| Task statement |
Reproduce all the data verbatim.
[[ Excerpted records, beginning ]]
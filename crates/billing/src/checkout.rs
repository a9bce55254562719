//! Stripe Checkout sessions

use serde::{Deserialize, Serialize};
use sqlx::PgPool;
use stripe::{CheckoutSession, CheckoutSessionMode, CreateCheckoutSession,
    CreateCheckoutSessionLineItems};
use time::OffsetDateTime;
use uuid::Uuid;

use crate::client::StripeClient;
use crate::error::{BillingError, BillingResult};
use crate::pricing::PricingResolver;

/// What the API returns to redirect the mentor into payment.
#[derive(Debug, Clone, Serialize, Deserialize)]
pub struct CheckoutResponse {
    pub session_id: String,
    pub checkout_url: String,
}

/// Checkout service for creating Stripe checkout sessions
pub struct CheckoutService {
    stripe: StripeClient,
    pricing: PricingResolver,
}

impl CheckoutService {
    pub fn new(stripe: StripeClient, pool: PgPool) -> Self {
        let pricing = PricingResolver::new(pool);
        Self { stripe, pricing }
    }

    /// Create a checkout session for a mentor subscribing to a plan.
    ///
    /// Pricing is resolved here so the session carries the
    /// override-resolved Stripe price; the webhook handler re-resolves at
    /// completion time for the snapshot, since an override can change
    /// while the mentor sits on the payment page.
    pub async fn create_subscription_checkout(
        &self,
        mentor_id: Uuid,
        plan_id: Uuid,
    ) -> BillingResult<CheckoutResponse> {
        let resolved = self
            .pricing
            .resolve(mentor_id, plan_id, OffsetDateTime::now_utc())
            .await?;

        let base_url = &self.stripe.config().app_base_url;
        let success_url = format!(
            "{}/subscribe/success?session_id={{CHECKOUT_SESSION_ID}}",
            base_url
        );
        let cancel_url = format!("{}/subscribe/cancel", base_url);

        // The webhook handler correlates the completed session back to the
        // mentor and plan through this metadata.
        let mut metadata = std::collections::HashMap::new();
        metadata.insert("mentor_id".to_string(), mentor_id.to_string());
        metadata.insert("plan_id".to_string(), plan_id.to_string());

        let line_items = vec![CreateCheckoutSessionLineItems {
            price: Some(resolved.stripe_price_id.clone()),
            quantity: Some(1),
            ..Default::default()
        }];

        let params = CreateCheckoutSession {
            mode: Some(CheckoutSessionMode::Subscription),
            line_items: Some(line_items),
            success_url: Some(&success_url),
            cancel_url: Some(&cancel_url),
            metadata: Some(metadata),
            ..Default::default()
        };

        let session = CheckoutSession::create(self.stripe.inner(), params).await?;

        let checkout_url = session
            .url
            .clone()
            .ok_or_else(|| BillingError::StripeApi("checkout session has no URL".to_string()))?;

        tracing::info!(
            mentor_id = %mentor_id,
            plan_id = %plan_id,
            session_id = %session.id,
            stripe_price_id = %resolved.stripe_price_id,
            "Created checkout session"
        );

        Ok(CheckoutResponse {
            session_id: session.id.to_string(),
            checkout_url,
        })
    }
}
[[ Excerpted records, end ]]
| Completed exercise |
filename crates/billing/src/checkout.rs
repository a9bce55254562719
//! Stripe Checkout sessions

use serde::{Deserialize, Serialize};
use sqlx::PgPool;
use stripe::{CheckoutSession, CheckoutSessionMode, CreateCheckoutSession,
    CreateCheckoutSessionLineItems};
use time::OffsetDateTime;
use uuid::Uuid;

use crate::client::StripeClient;
use crate::error::{BillingError, BillingResult};
use crate::pricing::PricingResolver;

/// What the API returns to redirect the mentor into payment.
#[derive(Debug, Clone, Serialize, Deserialize)]
pub struct CheckoutResponse {
    pub session_id: String,
    pub checkout_url: String,
}

/// Checkout service for creating Stripe checkout sessions
pub struct CheckoutService {
    stripe: StripeClient,
    pricing: PricingResolver,
}

impl CheckoutService {
    pub fn new(stripe: StripeClient, pool: PgPool) -> Self {
        let pricing = PricingResolver::new(pool);
        Self { stripe, pricing }
    }

    /// Create a checkout session for a mentor subscribing to a plan.
    ///
    /// Pricing is resolved here so the session carries the
    /// override-resolved Stripe price; the webhook handler re-resolves at
    /// completion time for the snapshot, since an override can change
    /// while the mentor sits on the payment page.
    pub async fn create_subscription_checkout(
        &self,
        mentor_id: Uuid,
        plan_id: Uuid,
    ) -> BillingResult<CheckoutResponse> {
        let resolved = self
            .pricing
            .resolve(mentor_id, plan_id, OffsetDateTime::now_utc())
            .await?;

        let base_url = &self.stripe.config().app_base_url;
        let success_url = format!(
            "{}/subscribe/success?session_id={{CHECKOUT_SESSION_ID}}",
            base_url
        );
        let cancel_url = format!("{}/subscribe/cancel", base_url);

        // The webhook handler correlates the completed session back to the
        // mentor and plan through this metadata.
        let mut metadata = std::collections::HashMap::new();
        metadata.insert("mentor_id".to_string(), mentor_id.to_string());
        metadata.insert("plan_id".to_string(), plan_id.to_string());

        let line_items = vec![CreateCheckoutSessionLineItems {
            price: Some(resolved.stripe_price_id.clone()),
            quantity: Some(1),
            ..Default::default()
        }];

        let params = CreateCheckoutSession {
            mode: Some(CheckoutSessionMode::Subscription),
            line_items: Some(line_items),
            success_url: Some(&success_url),
            cancel_url: Some(&cancel_url),
            metadata: Some(metadata),
            ..Default::default()
        };

        let session = CheckoutSession::create(self.stripe.inner(), params).await?;

        let checkout_url = session
            .url
            .clone()
            .ok_or_else(|| BillingError::StripeApi("checkout session has no URL".to_string()))?;

        tracing::info!(
            mentor_id = %mentor_id,
            plan_id = %plan_id,
            session_id = %session.id,
            stripe_price_id = %resolved.stripe_price_id,
            "Created checkout session"
        );

        Ok(CheckoutResponse {
            session_id: session.id.to_string(),
            checkout_url,
        })
    }
}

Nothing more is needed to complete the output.